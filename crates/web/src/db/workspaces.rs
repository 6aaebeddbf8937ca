//! Workspace and address repository.
//!
//! The address of a workspace is created lazily: the first update inserts it
//! and links it, later updates rewrite the same row. Both writes happen in the
//! transaction that locks the workspace row, so two concurrent first updates
//! cannot each create an address.

use chrono::{DateTime, Utc};
use sqlx::PgPool;

use tidi_core::workspace::{AddressWrite, NewWorkspace, NormalizedAddress, WorkspaceContact};
use tidi_core::{AddressId, Slug, UserId, WorkspaceId, WorkspaceRef};

use super::RepositoryError;
use crate::models::{Address, Workspace};

const WORKSPACE_COLUMNS: &str =
    "id, name, slug, owner_id, address_id, logo, email, phone, created_at, updated_at";

const ADDRESS_COLUMNS: &str = "id, cep, address, number, neighborhood, city, state, complement";

#[derive(Debug, sqlx::FromRow)]
struct WorkspaceRow {
    id: WorkspaceId,
    name: String,
    slug: String,
    owner_id: UserId,
    address_id: Option<AddressId>,
    logo: Option<String>,
    email: Option<String>,
    phone: Option<String>,
    created_at: DateTime<Utc>,
    updated_at: DateTime<Utc>,
}

impl TryFrom<WorkspaceRow> for Workspace {
    type Error = RepositoryError;

    fn try_from(row: WorkspaceRow) -> Result<Self, Self::Error> {
        let slug = Slug::parse(&row.slug).map_err(|e| {
            RepositoryError::DataCorruption(format!("invalid slug in database: {e}"))
        })?;

        Ok(Self {
            id: row.id,
            name: row.name,
            slug,
            owner_id: row.owner_id,
            address_id: row.address_id,
            logo: row.logo,
            email: row.email,
            phone: row.phone,
            created_at: row.created_at,
            updated_at: row.updated_at,
        })
    }
}

#[derive(Debug, sqlx::FromRow)]
struct AddressRow {
    id: AddressId,
    cep: Option<String>,
    address: Option<String>,
    number: Option<String>,
    neighborhood: Option<String>,
    city: Option<String>,
    state: Option<String>,
    complement: Option<String>,
}

impl From<AddressRow> for Address {
    fn from(row: AddressRow) -> Self {
        Self {
            id: row.id,
            cep: row.cep,
            address: row.address,
            number: row.number,
            neighborhood: row.neighborhood,
            city: row.city,
            state: row.state,
            complement: row.complement,
        }
    }
}

/// Bind values for `WHERE id = $1 OR slug = $2`; the unused side is `NULL`.
fn lookup_keys(workspace: &WorkspaceRef) -> (Option<WorkspaceId>, Option<&str>) {
    match workspace {
        WorkspaceRef::Id(id) => (Some(*id), None),
        WorkspaceRef::Slug(slug) => (None, Some(slug.as_str())),
    }
}

/// Repository for workspace database operations.
pub struct WorkspaceRepository<'a> {
    pool: &'a PgPool,
}

impl<'a> WorkspaceRepository<'a> {
    #[must_use]
    pub const fn new(pool: &'a PgPool) -> Self {
        Self { pool }
    }

    /// Whether any workspace uses `slug`.
    ///
    /// # Errors
    ///
    /// Returns `RepositoryError::Database` if the query fails.
    pub async fn slug_exists(&self, slug: &str) -> Result<bool, RepositoryError> {
        let exists = sqlx::query_scalar::<_, bool>(
            "SELECT EXISTS (SELECT 1 FROM tidi.workspace WHERE slug = $1)",
        )
        .bind(slug)
        .fetch_one(self.pool)
        .await?;

        Ok(exists)
    }

    /// Insert a workspace owned by `owner` and mark the owner onboarded.
    ///
    /// # Errors
    ///
    /// Returns `RepositoryError::Conflict` if the slug is taken.
    /// Returns `RepositoryError::Database` for other database errors.
    pub async fn create(
        &self,
        owner: UserId,
        data: &NewWorkspace,
    ) -> Result<Workspace, RepositoryError> {
        let mut tx = self.pool.begin().await?;

        let row = sqlx::query_as::<_, WorkspaceRow>(&format!(
            r"
            INSERT INTO tidi.workspace (name, slug, owner_id, logo, email, phone)
            VALUES ($1, $2, $3, $4, $5, $6)
            RETURNING {WORKSPACE_COLUMNS}
            "
        ))
        .bind(&data.name)
        .bind(data.slug.as_str())
        .bind(owner)
        .bind(data.logo.as_deref())
        .bind(data.email.as_deref())
        .bind(data.phone.as_deref())
        .fetch_one(&mut *tx)
        .await
        .map_err(|e| RepositoryError::from_insert(e, "slug"))?;

        sqlx::query(
            r"
            UPDATE tidi.user
            SET is_onboarded = TRUE, updated_at = NOW()
            WHERE id = $1 AND NOT is_onboarded
            ",
        )
        .bind(owner)
        .execute(&mut *tx)
        .await?;

        tx.commit().await?;
        row.try_into()
    }

    /// Find a workspace by id or slug, restricted to `owner`.
    ///
    /// # Errors
    ///
    /// Returns `RepositoryError::Database` if the query fails.
    pub async fn find_owned(
        &self,
        owner: UserId,
        workspace: &WorkspaceRef,
    ) -> Result<Option<Workspace>, RepositoryError> {
        let (id, slug) = lookup_keys(workspace);
        let row = sqlx::query_as::<_, WorkspaceRow>(&format!(
            r"
            SELECT {WORKSPACE_COLUMNS}
            FROM tidi.workspace
            WHERE (id = $1 OR slug = $2) AND owner_id = $3
            "
        ))
        .bind(id)
        .bind(slug)
        .bind(owner)
        .fetch_optional(self.pool)
        .await?;

        row.map(TryInto::try_into).transpose()
    }

    /// Find a workspace by id or slug regardless of owner. Operator tooling only.
    ///
    /// # Errors
    ///
    /// Returns `RepositoryError::Database` if the query fails.
    pub async fn find(
        &self,
        workspace: &WorkspaceRef,
    ) -> Result<Option<Workspace>, RepositoryError> {
        let (id, slug) = lookup_keys(workspace);
        let row = sqlx::query_as::<_, WorkspaceRow>(&format!(
            "SELECT {WORKSPACE_COLUMNS} FROM tidi.workspace WHERE id = $1 OR slug = $2"
        ))
        .bind(id)
        .bind(slug)
        .fetch_optional(self.pool)
        .await?;

        row.map(TryInto::try_into).transpose()
    }

    /// All workspaces owned by `owner`, oldest first.
    ///
    /// # Errors
    ///
    /// Returns `RepositoryError::Database` if the query fails.
    pub async fn list_by_owner(&self, owner: UserId) -> Result<Vec<Workspace>, RepositoryError> {
        let rows = sqlx::query_as::<_, WorkspaceRow>(&format!(
            "SELECT {WORKSPACE_COLUMNS} FROM tidi.workspace WHERE owner_id = $1 ORDER BY id"
        ))
        .bind(owner)
        .fetch_all(self.pool)
        .await?;

        rows.into_iter().map(TryInto::try_into).collect()
    }

    /// Get an address by id.
    ///
    /// # Errors
    ///
    /// Returns `RepositoryError::Database` if the query fails.
    pub async fn get_address(&self, id: AddressId) -> Result<Option<Address>, RepositoryError> {
        let row = sqlx::query_as::<_, AddressRow>(&format!(
            "SELECT {ADDRESS_COLUMNS} FROM tidi.address WHERE id = $1"
        ))
        .bind(id)
        .fetch_optional(self.pool)
        .await?;

        Ok(row.map(Into::into))
    }

    /// Write the address and contact fields of a workspace atomically.
    ///
    /// The workspace row is locked first. If it already links an address that
    /// row is updated, otherwise a new address is inserted and linked. Nothing
    /// is written when the workspace is missing.
    ///
    /// # Errors
    ///
    /// Returns `RepositoryError::NotFound` if no workspace matches for `owner`.
    /// Returns `RepositoryError::DataCorruption` if the linked address is gone.
    /// Returns `RepositoryError::Database` for other database errors.
    pub async fn update_with_address(
        &self,
        owner: UserId,
        workspace: &WorkspaceRef,
        address: &NormalizedAddress,
        contact: &WorkspaceContact,
    ) -> Result<(Workspace, AddressWrite), RepositoryError> {
        let (id, slug) = lookup_keys(workspace);
        let mut tx = self.pool.begin().await?;

        let current = sqlx::query_as::<_, WorkspaceRow>(&format!(
            r"
            SELECT {WORKSPACE_COLUMNS}
            FROM tidi.workspace
            WHERE (id = $1 OR slug = $2) AND owner_id = $3
            FOR UPDATE
            "
        ))
        .bind(id)
        .bind(slug)
        .bind(owner)
        .fetch_optional(&mut *tx)
        .await?
        .ok_or(RepositoryError::NotFound)?;

        let write = AddressWrite::for_linked(current.address_id);
        let address_id = match write {
            AddressWrite::UpdateExisting(address_id) => {
                let result = sqlx::query(
                    r"
                    UPDATE tidi.address
                    SET cep = $1, address = $2, number = $3, neighborhood = $4,
                        city = $5, state = $6, complement = $7, updated_at = NOW()
                    WHERE id = $8
                    ",
                )
                .bind(address.cep.as_deref())
                .bind(address.address.as_deref())
                .bind(address.number.as_deref())
                .bind(address.neighborhood.as_deref())
                .bind(address.city.as_deref())
                .bind(address.state.as_deref())
                .bind(address.complement.as_deref())
                .bind(address_id)
                .execute(&mut *tx)
                .await?;

                if result.rows_affected() == 0 {
                    return Err(RepositoryError::DataCorruption(format!(
                        "workspace {} links missing address {address_id}",
                        current.id
                    )));
                }
                address_id
            }
            AddressWrite::CreateAndLink => {
                sqlx::query_scalar::<_, AddressId>(
                    r"
                    INSERT INTO tidi.address
                        (cep, address, number, neighborhood, city, state, complement)
                    VALUES ($1, $2, $3, $4, $5, $6, $7)
                    RETURNING id
                    ",
                )
                .bind(address.cep.as_deref())
                .bind(address.address.as_deref())
                .bind(address.number.as_deref())
                .bind(address.neighborhood.as_deref())
                .bind(address.city.as_deref())
                .bind(address.state.as_deref())
                .bind(address.complement.as_deref())
                .fetch_one(&mut *tx)
                .await?
            }
        };

        let updated = sqlx::query_as::<_, WorkspaceRow>(&format!(
            r"
            UPDATE tidi.workspace
            SET logo = COALESCE($1, logo),
                email = COALESCE($2, email),
                phone = $3,
                address_id = $4,
                updated_at = NOW()
            WHERE id = $5
            RETURNING {WORKSPACE_COLUMNS}
            "
        ))
        .bind(contact.logo.as_deref())
        .bind(contact.email.as_deref())
        .bind(contact.phone.as_deref())
        .bind(address_id)
        .bind(current.id)
        .fetch_one(&mut *tx)
        .await?;

        tx.commit().await?;
        Ok((updated.try_into()?, write))
    }
}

▶ _WORK ITEM_: What lines of the data contain the string "WorkspaceRepository"? List them.

▶ _SOLUTION FOR THIS TASK_:
pub struct WorkspaceRepository<'a> {
impl<'a> WorkspaceRepository<'a> {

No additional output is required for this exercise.